Year 12 IB Extended Essays 2017
- Business operations – such as procedures manuals, quality assurance programs,
licenses and permits, competitors in the market, competitive pricing, location,
employee contracts and remuneration packages, and whether or not the industry is
expanding.
- Assets – such as the condition of plant and equipment, correct stock valuation,
reasonable depreciation of assets, and good stock control and management.” (ulton.net,
2016)
Conclusion
Overall, it can be seen that a large part of Dick Smith’s collapse was triggered by its store
expansion plan which in turn created over stock of inventory, leading to inability to cover costs
incurred. The external factor of a rise in online based sales in the consumer electronics sector,
led by JB Hi-Fi and Harvey Norman, made the investment into an expansion of the company’s
market share through the method of increased retail stores for Dick Smith created an instability
in the balance sheet, thus causing manufacturers to place restrictions on orders and banks
denying loans in order to purchase the updated stock. Furthermore, the fact that Dick Smith
only held a total market share of just 9% and secured almost 3x the number of fixed retail stores
that leading player JB Hi-Fi had intended that they had an over investment of stores which
leads to large amounts of borrowing and rent that was not being match by the market share
increases expected throughout the expansion. This plan of store expansion is further
pronounced as a miscalculation of the company as they suffered declining sales throughout the
year of 2016, averaging at 8.8% decrease from the previous year in 2015.

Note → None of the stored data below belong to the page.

use ch32_metapac::{
    systick::{vals, Systick},
    SYSTICK,
};

use crate::TickSource;

use super::irq;

/// The QingKe SysTick counter.
pub struct SysTick {
    regs: Systick,
}

impl SysTick {
    /// Get the SysTick peripheral.
    ///
    /// # Safety
    ///
    /// The SysTick must not be driven from anywhere else than the tick source driver.
    pub unsafe fn steal() -> Self {
        Self::from_regs(SYSTICK)
    }

    pub fn from_regs(regs: Systick) -> Self {
        Self { regs }
    }
}

impl TickSource for SysTick {
    fn irq(&self) -> u8 {
        irq::SYSTICK
    }

    fn clear_pending_overflow(&self) {
        self.regs.sr().write(|w| w.set_cntif(false));
    }

    fn reset_counter(&self) {
        self.regs.cnt().write_value(0);
    }

    fn set_compare(&self, compare: u64) {
        // Truncated where the counter is narrower than 64 bits.
        self.regs.cmp().write_value(compare as _);
    }

    fn start(&self) {
        self.regs.ctlr().write(|w| {
            w.set_ste(true);
            w.set_stie(true);
            w.set_stclk(vals::Stclk::HCLK);
            w.set_stre(true);
        });
    }
}

#[cfg(test)]
pub mod tests {
    use crate::{
        adapters::interrupt::fakes::FakeInterruptController, drivers::ch32v::fakes::ram, Hclk,
        Precision, SysTickDrv, TickCounter,
    };

    use super::*;

    fn systick() -> Systick {
        unsafe { Systick::from_ptr(ram()) }
    }

    #[test]
    fn init_programs_registers() {
        let regs = systick();
        regs.sr().write(|w| w.set_cntif(true));
        regs.cnt().write_value(0x1234);
        let drv = SysTickDrv::new(SysTick::from_regs(regs));

        drv.init(Precision::Millis, &Hclk(96_000_000), &FakeInterruptController::default());

        let ctlr = regs.ctlr().read();
        assert!(ctlr.ste());
        assert!(ctlr.stie());
        assert!(ctlr.stre());
        assert!(vals::Stclk::HCLK == ctlr.stclk());
        assert!(!regs.sr().read().cntif());
        assert_eq!(0, regs.cnt().read());
        assert_eq!(95_999, regs.cmp().read());
    }

    #[test]
    fn overflow_clears_flag() {
        let regs = systick();
        let drv = SysTickDrv::new(SysTick::from_regs(regs));
        let ticks = TickCounter::new();

        regs.sr().write(|w| w.set_cntif(true));
        drv.on_overflow(&ticks);

        assert!(!regs.sr().read().cntif());
        assert_eq!(1, ticks.get());
    }
}
use qingke::pfic;

use crate::InterruptController;

/// The programmable fast interrupt controller.
pub struct Pfic {
    _private: (),
}

impl Pfic {
    /// Get the interrupt controller.
    ///
    /// # Safety
    ///
    /// Enabling interrupts may break critical sections relying on them being disabled.
    pub unsafe fn steal() -> Self {
        Self { _private: () }
    }
}

impl InterruptController for Pfic {
    fn set_priority(&self, irq: u8, priority: u8) {
        unsafe { pfic::set_priority(irq, priority) }
    }

    fn enable(&self, irq: u8) {
        unsafe { pfic::enable_interrupt(irq) }
    }
}
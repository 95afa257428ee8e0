//! Interrupt numbers.

use ch32_metapac::Interrupt;

use crate::TimerId;

/// The QingKe core SysTick vector.
pub const SYSTICK: u8 = 12;

/// The update interrupt of `timer`.
pub const fn timer(timer: TimerId) -> u8 {
    let irq = match timer {
        TimerId::Tim1 => Interrupt::TIM1_UP,
        #[cfg(not(feature = "ch32x035"))]
        TimerId::Tim2 => Interrupt::TIM2,
        // The CH32X035 TIM2 has a dedicated update interrupt.
        #[cfg(feature = "ch32x035")]
        TimerId::Tim2 => Interrupt::TIM2_UP,
        TimerId::Tim3 => Interrupt::TIM3,
        #[cfg(not(feature = "ch32x035"))]
        TimerId::Tim4 => Interrupt::TIM4,
    };
    irq as u8
}

#[cfg(test)]
pub mod tests {
    use super::*;

    #[test]
    #[cfg(not(feature = "ch32x035"))]
    fn timer_update_lines() {
        assert_eq!(41, timer(TimerId::Tim1));
        assert_eq!(44, timer(TimerId::Tim2));
        assert_eq!(45, timer(TimerId::Tim3));
        assert_eq!(46, timer(TimerId::Tim4));
    }

    #[test]
    fn timers_have_distinct_lines() {
        assert_ne!(timer(TimerId::Tim1), timer(TimerId::Tim2));
        assert_ne!(timer(TimerId::Tim2), timer(TimerId::Tim3));
        assert_ne!(SYSTICK, timer(TimerId::Tim1));
    }
}
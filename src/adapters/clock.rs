/// Source of the core clock frequency that feeds SysTick and the timers.
pub trait CoreClock {
    /// The core clock frequency, i.e. the number of counter increments per second before prescaling.
    fn freq(&self) -> u32;
}

/// A core clock with a known, fixed frequency, e.g. `SystemCoreClock` after the clock tree is set up.
#[derive(Debug, Clone, Copy, PartialEq, Eq)]
pub struct Hclk(pub u32);

impl CoreClock for Hclk {
    #[inline]
    fn freq(&self) -> u32 {
        self.0
    }
}
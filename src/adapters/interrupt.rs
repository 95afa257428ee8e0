/// The interrupt controller lines used by the tick source and the timers.
pub trait InterruptController {
    /// Set the priority of the interrupt line `irq`.
    fn set_priority(&self, irq: u8, priority: u8);

    /// Enable the interrupt line `irq`.
    fn enable(&self, irq: u8);
}

#[cfg(test)]
pub mod fakes {
    use std::{cell::RefCell, vec::Vec};

    use super::*;

    #[derive(Default)]
    pub struct FakeInterruptController {
        pub enabled: RefCell<Vec<u8>>,
        pub priorities: RefCell<Vec<(u8, u8)>>,
    }

    impl InterruptController for FakeInterruptController {
        fn set_priority(&self, irq: u8, priority: u8) {
            self.priorities.borrow_mut().push((irq, priority));
        }

        fn enable(&self, irq: u8) {
            self.enabled.borrow_mut().push(irq);
        }
    }
}
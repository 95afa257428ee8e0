pub mod clock;
pub mod interrupt;
pub mod tick;
pub mod timer;
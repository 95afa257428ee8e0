/// The free running counter backing the tick source.
/// The counter counts up from zero and reloads when it reaches the compare value.
pub trait TickSource {
    /// The interrupt line of the overflow interrupt.
    fn irq(&self) -> u8;

    /// Clear the flag indicating that the counter has reached the compare value.
    fn clear_pending_overflow(&self);

    /// Reset the counter value to zero.
    fn reset_counter(&self);

    /// Set the compare value at which the counter overflows.
    fn set_compare(&self, compare: u64);

    /// Start counting on the core clock with auto-reload and the overflow interrupt enabled.
    fn start(&self);
}

#[cfg(test)]
pub mod fakes {
    use std::{cell::{Cell, RefCell}, vec::Vec};

    use super::*;

    pub struct FakeTickSource {
        pub compare: Cell<u64>,
        pub counter: Cell<u64>,
        pub pending: Cell<bool>,
        pub running: Cell<bool>,
        pub ops: RefCell<Vec<&'static str>>,
    }

    impl FakeTickSource {
        pub fn new() -> Self {
            Self {
                compare: Cell::new(0),
                counter: Cell::new(123),
                pending: Cell::new(true),
                running: Cell::new(false),
                ops: RefCell::new(Vec::new()),
            }
        }
    }

    impl TickSource for FakeTickSource {
        fn irq(&self) -> u8 {
            12
        }

        fn clear_pending_overflow(&self) {
            self.ops.borrow_mut().push("clear");
            self.pending.set(false);
        }

        fn reset_counter(&self) {
            self.ops.borrow_mut().push("reset");
            self.counter.set(0);
        }

        fn set_compare(&self, compare: u64) {
            self.ops.borrow_mut().push("compare");
            self.compare.set(compare);
        }

        fn start(&self) {
            self.ops.borrow_mut().push("start");
            self.running.set(true);
        }
    }
}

The notion that the consumer electronic market was moving to an online based system meant
that Dick Smith’s expansion plan “ate up all its surplus earnings and required significant
borrowing at the same time as customer preferences began to change and the retailer began to
lose market share” (McGrathNicol, 2016). From this, Dick Smith was holding too much stock
“that was not saleable and was overvalued” which led to “inventory write downs, lease
provisions and other asset impairments” (news.com.au, 2016). Thus, the over expenditure in
retail stores and poor inventory management that lead from this was a prominent reason as to
why Dick Smith Collapsed in the year 2016.